Two decades on and My Brother the Pig has certainly developed something of a cult following – although it certainly helps when Ryan Gosling called it his “standout film of lockdown” within the pages of GQ [3]. However, that might have something to do with the presence of the mother of his children, Eva Mendez, who plays Matilda, the nanny to both Kathy (Johansson) and George Caldwell (Nick Fuoco). Kathy’s disdain for her brother extends beyond standard sibling rivalry; his mischievous pranks are the bane of her existence. It all comes to a head when their parents (Reinhold and Romy Walthall) leave for a holiday in France, and with the assistance of some age-old Mexican witchcraft, George is magically transformed into a pig. The solution to this lies south of the border with Matilda’s ancestors, so a road trip is only option, with chaos and hog-themed hijinks high on the agenda.

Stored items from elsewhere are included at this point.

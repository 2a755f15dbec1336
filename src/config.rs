//! Machine configuration and its validation.
//!
//! A [`MachineConfig`] describes everything an operator sets before keying:
//! machine kind, rotor selection with ring settings and start positions
//! (listed left-to-right, as read off the machine), reflector, and the
//! plugboard pair list. Validation runs once, inside [`crate::Enigma::new`];
//! no partially-built machine is ever exposed.

use std::fmt;
use std::str::FromStr;

use crate::alphabet;
use crate::error::EnigmaError;

/// Rotor wheel models of the Enigma I / M3 / M4 family.
#[derive(Debug, Clone, Copy, PartialEq, Eq)]
#[allow(clippy::upper_case_acronyms)]
pub enum RotorModel {
    /// Enigma I wheel I (turnover Q).
    I,
    /// Enigma I wheel II (turnover E).
    II,
    /// Enigma I wheel III (turnover V).
    III,
    /// M3 wheel IV (turnover J).
    IV,
    /// M3 wheel V (turnover Z).
    V,
    /// M3/M4 naval wheel VI (turnovers Z and M).
    VI,
    /// M3/M4 naval wheel VII (turnovers Z and M).
    VII,
    /// M3/M4 naval wheel VIII (turnovers Z and M).
    VIII,
    /// M4 Greek wheel beta (leftmost slot only, never steps).
    Beta,
    /// M4 Greek wheel gamma (leftmost slot only, never steps).
    Gamma,
}

impl RotorModel {
    /// True for the M4 Greek wheels, which fit only the non-stepping
    /// leftmost slot of a four-rotor machine.
    pub fn is_greek(self) -> bool {
        matches!(self, RotorModel::Beta | RotorModel::Gamma)
    }
}

impl fmt::Display for RotorModel {
    fn fmt(&self, f: &mut fmt::Formatter<'_>) -> fmt::Result {
        let name = match self {
            RotorModel::I => "I",
            RotorModel::II => "II",
            RotorModel::III => "III",
            RotorModel::IV => "IV",
            RotorModel::V => "V",
            RotorModel::VI => "VI",
            RotorModel::VII => "VII",
            RotorModel::VIII => "VIII",
            RotorModel::Beta => "beta",
            RotorModel::Gamma => "gamma",
        };
        f.write_str(name)
    }
}

impl FromStr for RotorModel {
    type Err = EnigmaError;

    fn from_str(s: &str) -> Result<Self, Self::Err> {
        match s {
            "I" => Ok(RotorModel::I),
            "II" => Ok(RotorModel::II),
            "III" => Ok(RotorModel::III),
            "IV" => Ok(RotorModel::IV),
            "V" => Ok(RotorModel::V),
            "VI" => Ok(RotorModel::VI),
            "VII" => Ok(RotorModel::VII),
            "VIII" => Ok(RotorModel::VIII),
            "beta" => Ok(RotorModel::Beta),
            "gamma" => Ok(RotorModel::Gamma),
            other => Err(EnigmaError::UnknownRotorModel(other.to_string())),
        }
    }
}

/// Reflector (Umkehrwalze) models.
#[derive(Debug, Clone, Copy, PartialEq, Eq)]
pub enum ReflectorModel {
    /// UKW-B.
    B,
    /// UKW-C.
    C,
}

impl fmt::Display for ReflectorModel {
    fn fmt(&self, f: &mut fmt::Formatter<'_>) -> fmt::Result {
        match self {
            ReflectorModel::B => f.write_str("UKW-B"),
            ReflectorModel::C => f.write_str("UKW-C"),
        }
    }
}

impl FromStr for ReflectorModel {
    type Err = EnigmaError;

    fn from_str(s: &str) -> Result<Self, Self::Err> {
        match s {
            "B" | "UKW-B" => Ok(ReflectorModel::B),
            "C" | "UKW-C" => Ok(ReflectorModel::C),
            other => Err(EnigmaError::UnknownReflector(other.to_string())),
        }
    }
}

/// Machine kind: three-rotor (Enigma I / M3) or four-rotor (M4).
#[derive(Debug, Clone, Copy, PartialEq, Eq)]
pub enum MachineKind {
    /// Three rotors plus reflector.
    M3,
    /// Four rotors, the leftmost a non-stepping Greek wheel.
    M4,
}

impl MachineKind {
    /// Number of rotor slots for this machine kind.
    pub fn rotor_count(self) -> usize {
        match self {
            MachineKind::M3 => 3,
            MachineKind::M4 => 4,
        }
    }
}

/// Per-slot rotor settings.
#[derive(Debug, Clone, PartialEq, Eq)]
pub struct RotorConfig {
    /// Which wheel sits in this slot.
    pub model: RotorModel,
    /// Ring setting (Ringstellung), 1..=26 as engraved on the ring.
    pub ring_setting: u8,
    /// Start position (Grundstellung) shown in the window, 'A'..='Z'.
    pub position: char,
}

impl RotorConfig {
    /// Convenience constructor.
    pub fn new(model: RotorModel, ring_setting: u8, position: char) -> Self {
        RotorConfig {
            model,
            ring_setting,
            position,
        }
    }
}

/// Full machine configuration, rotors listed left-to-right.
#[derive(Debug, Clone, PartialEq, Eq)]
pub struct MachineConfig {
    /// Machine kind; must agree with the rotor list length.
    pub kind: MachineKind,
    /// Rotor slots, leftmost first.
    pub rotors: Vec<RotorConfig>,
    /// Reflector model.
    pub reflector: ReflectorModel,
    /// Plugboard pairs, each exactly two distinct letters (e.g. `"AZ"`).
    pub plugboard: Vec<String>,
}

impl Default for MachineConfig {
    /// The classic bench setup: wheels I, II, III left-to-right, UKW-B,
    /// all ring settings at 1, all positions at 'A', no plugboard leads.
    fn default() -> Self {
        MachineConfig {
            kind: MachineKind::M3,
            rotors: vec![
                RotorConfig::new(RotorModel::I, 1, 'A'),
                RotorConfig::new(RotorModel::II, 1, 'A'),
                RotorConfig::new(RotorModel::III, 1, 'A'),
            ],
            reflector: ReflectorModel::B,
            plugboard: Vec::new(),
        }
    }
}

impl MachineConfig {
    /// Checks the whole configuration against the machine's mechanical
    /// constraints.
    ///
    /// # Errors
    /// Returns the first violated rule:
    /// - rotor count must match the machine kind;
    /// - a four-rotor machine's leftmost slot must hold beta or gamma;
    /// - no wheel model may appear twice;
    /// - ring settings must lie in 1..=26, positions in 'A'..='Z';
    /// - plugboard pairs must satisfy the rules in
    ///   [`Plugboard`](crate::plugboard::Plugboard) construction
    ///   (at most 13 pairs, all letters distinct).
    pub(crate) fn validate(&self) -> Result<(), EnigmaError> {
        let expected = self.kind.rotor_count();
        if self.rotors.len() != expected {
            return Err(EnigmaError::RotorCountMismatch {
                expected,
                found: self.rotors.len(),
            });
        }

        if self.kind == MachineKind::M4 && !self.rotors[0].model.is_greek() {
            return Err(EnigmaError::GreekRotorRequired(self.rotors[0].model));
        }

        for (slot, rotor) in self.rotors.iter().enumerate() {
            if self.rotors[..slot].iter().any(|r| r.model == rotor.model) {
                return Err(EnigmaError::DuplicateRotor(rotor.model));
            }
            if !(1..=26).contains(&rotor.ring_setting) {
                return Err(EnigmaError::RingSettingOutOfRange {
                    slot,
                    value: rotor.ring_setting,
                });
            }
            if alphabet::idx(rotor.position).is_none() {
                return Err(EnigmaError::PositionNotALetter {
                    slot,
                    value: rotor.position,
                });
            }
        }

        Self::validate_plugboard(&self.plugboard)
    }

    /// Checks the plugboard pair list in isolation.
    pub(crate) fn validate_plugboard(pairs: &[String]) -> Result<(), EnigmaError> {
        if pairs.len() > 13 {
            return Err(EnigmaError::PlugboardTooManyPairs(pairs.len()));
        }

        let mut used = [false; 26];
        for pair in pairs {
            let mut chars = pair.chars();
            let (a, b) = match (chars.next(), chars.next(), chars.next()) {
                (Some(a), Some(b), None) => (a, b),
                _ => return Err(EnigmaError::PlugboardInvalidPair(pair.clone())),
            };
            let (na, nb) = match (alphabet::idx(a), alphabet::idx(b)) {
                (Some(na), Some(nb)) if na != nb => (na, nb),
                _ => return Err(EnigmaError::PlugboardInvalidPair(pair.clone())),
            };
            for (n, c) in [(na, a), (nb, b)] {
                if used[n as usize] {
                    return Err(EnigmaError::PlugboardDuplicateLetter(
                        c.to_ascii_uppercase(),
                    ));
                }
                used[n as usize] = true;
            }
        }
        Ok(())
    }
}

#[cfg(test)]
mod tests {
    use super::*;

    #[test]
    fn default_config_is_valid() {
        assert!(MachineConfig::default().validate().is_ok());
    }

    #[test]
    fn rotor_count_must_match_kind() {
        let mut config = MachineConfig::default();
        config.rotors.push(RotorConfig::new(RotorModel::IV, 1, 'A'));
        assert_eq!(
            config.validate(),
            Err(EnigmaError::RotorCountMismatch {
                expected: 3,
                found: 4
            })
        );
    }

    #[test]
    fn m4_requires_greek_leftmost() {
        let config = MachineConfig {
            kind: MachineKind::M4,
            rotors: vec![
                RotorConfig::new(RotorModel::IV, 1, 'A'),
                RotorConfig::new(RotorModel::I, 1, 'A'),
                RotorConfig::new(RotorModel::II, 1, 'A'),
                RotorConfig::new(RotorModel::III, 1, 'A'),
            ],
            reflector: ReflectorModel::B,
            plugboard: Vec::new(),
        };
        assert_eq!(
            config.validate(),
            Err(EnigmaError::GreekRotorRequired(RotorModel::IV))
        );
    }

    #[test]
    fn m4_with_beta_leftmost_is_valid() {
        let config = MachineConfig {
            kind: MachineKind::M4,
            rotors: vec![
                RotorConfig::new(RotorModel::Beta, 1, 'A'),
                RotorConfig::new(RotorModel::I, 1, 'A'),
                RotorConfig::new(RotorModel::II, 1, 'A'),
                RotorConfig::new(RotorModel::III, 1, 'A'),
            ],
            reflector: ReflectorModel::B,
            plugboard: Vec::new(),
        };
        assert!(config.validate().is_ok());
    }

    #[test]
    fn duplicate_rotor_model_rejected() {
        let mut config = MachineConfig::default();
        config.rotors[2].model = RotorModel::I;
        assert_eq!(
            config.validate(),
            Err(EnigmaError::DuplicateRotor(RotorModel::I))
        );
    }

    #[test]
    fn ring_setting_range_enforced() {
        let mut config = MachineConfig::default();
        config.rotors[1].ring_setting = 0;
        assert_eq!(
            config.validate(),
            Err(EnigmaError::RingSettingOutOfRange { slot: 1, value: 0 })
        );
        config.rotors[1].ring_setting = 27;
        assert_eq!(
            config.validate(),
            Err(EnigmaError::RingSettingOutOfRange { slot: 1, value: 27 })
        );
    }

    #[test]
    fn position_must_be_a_letter() {
        let mut config = MachineConfig::default();
        config.rotors[0].position = '3';
        assert_eq!(
            config.validate(),
            Err(EnigmaError::PositionNotALetter {
                slot: 0,
                value: '3'
            })
        );
    }

    #[test]
    fn plugboard_shared_letter_rejected() {
        let pairs = vec!["AB".to_string(), "AC".to_string()];
        assert_eq!(
            MachineConfig::validate_plugboard(&pairs),
            Err(EnigmaError::PlugboardDuplicateLetter('A'))
        );
    }

    #[test]
    fn plugboard_pair_shape_enforced() {
        for bad in ["A", "ABC", "AA", "A1", ""] {
            let pairs = vec![bad.to_string()];
            assert_eq!(
                MachineConfig::validate_plugboard(&pairs),
                Err(EnigmaError::PlugboardInvalidPair(bad.to_string())),
                "pair {:?} should be rejected",
                bad
            );
        }
    }

    #[test]
    fn plugboard_fourteen_pairs_rejected() {
        let pairs: Vec<String> = (0..14).map(|_| "AB".to_string()).collect();
        assert_eq!(
            MachineConfig::validate_plugboard(&pairs),
            Err(EnigmaError::PlugboardTooManyPairs(14))
        );
    }

    #[test]
    fn plugboard_full_thirteen_pairs_accepted() {
        let pairs: Vec<String> = (0..13)
            .map(|i| {
                let a = (b'A' + 2 * i) as char;
                let b = (b'A' + 2 * i + 1) as char;
                format!("{}{}", a, b)
            })
            .collect();
        assert!(MachineConfig::validate_plugboard(&pairs).is_ok());
    }

    #[test]
    fn rotor_model_round_trips_through_strings() {
        for name in ["I", "II", "III", "IV", "V", "VI", "VII", "VIII", "beta", "gamma"] {
            let model: RotorModel = name.parse().unwrap();
            assert_eq!(model.to_string(), name);
        }
    }

    #[test]
    fn unknown_names_rejected() {
        assert_eq!(
            "IX".parse::<RotorModel>(),
            Err(EnigmaError::UnknownRotorModel("IX".to_string()))
        );
        assert_eq!(
            "D".parse::<ReflectorModel>(),
            Err(EnigmaError::UnknownReflector("D".to_string()))
        );
    }

    #[test]
    fn reflector_accepts_short_and_long_names() {
        assert_eq!("B".parse::<ReflectorModel>(), Ok(ReflectorModel::B));
        assert_eq!("UKW-C".parse::<ReflectorModel>(), Ok(ReflectorModel::C));
    }
}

The neatly animated opening titles that introduce us to My Brother the Pig carry a playfulness that carries across to Fleming’s pleasantly engaging movie. Flynn’s screenplay has a nice rhythmic quality to it that sets Johansson up with the majority of zingers and one-liners. The up-and-coming actress was fresh off the back of some rave notices for The Horse Whisperer (1998), and here she’s an absolute delight, full of infectious enthusiasm. Alex Linz (who’d already been paired with Johansson in Home Alone 3 (1997)) is a smart addition to the cast as well, bringing a cherubic rascality to the character of Freud, George’s best bud.

Credit also to cinematographer Michael Stone for getting the best out of some fine vistas that lie south of the Rio Grande. Stone had amassed quite the resume as a camera operator, working on several of Charles Band’s ’70s classics (Crash! (1977), Laserblast (1978) and Tourist Trap (1979) among others) and bigger fare such as Brian De Palma’s Dressed to Kill (1980) and Francis Ford Coppola’s The Cotton Club (1984) before graduating to director of photography here. Sadly, the extremely talented camera wiz was killed at the age of fifty-six in a head-on collision on his way home from the set of When a Stranger Calls (2005). My Brother the Pig might be an unexpected highlight in a career filled with iconic features, but it’s nevertheless a deserving one.

“I was fortunate to be close to all aspects of the production,” adds Flynn. “That included rewrites, changes, and alterations to satisfy investors, actors, producers, and of course budget [$2.3 million]. But what we ended up with were some great performances, especially by Scarlett. Her voracious confidence and true talent really drove the production. Eva, Judge and Renee Victor were brilliant, and a stellar, full-orchestra score by my friend Michael Giacchino was the most anyone could hope for with the short schedule we had.”

“One thing I’ll never forget is getting a very early call on a freezing Sunday morning, asking me to rush to the location on the last day of production to write several new options for Scarlett’s last line of dialogue in the film. Of course, it had nothing to do with the line, it was really about some scheduling issue the novice producers wouldn’t accommodate for Scarlett. But it made me very happy! Here I was, sitting on the curb, outside the trailer of Scarlett Johansson, freezing for what was supposed to be the middle of summer in the film, writing three new lines for the lead actress to choose from. It doesn’t get much more ‘Hollywood’ than that!”

[1] The deal included such notables as The Fear (1995), The Surgeon (1995) (aka ‘Exquisite Tenderness’), Ice Cream Man (1995) and Grim (1995).
[2] Lower Budget Titles Find Niche at Mart by Ramin Zahed, Variety, 18th February 2001.
[3] Ryan Gosling Interview by Stuart McGurk, GQ, 1st January 2022.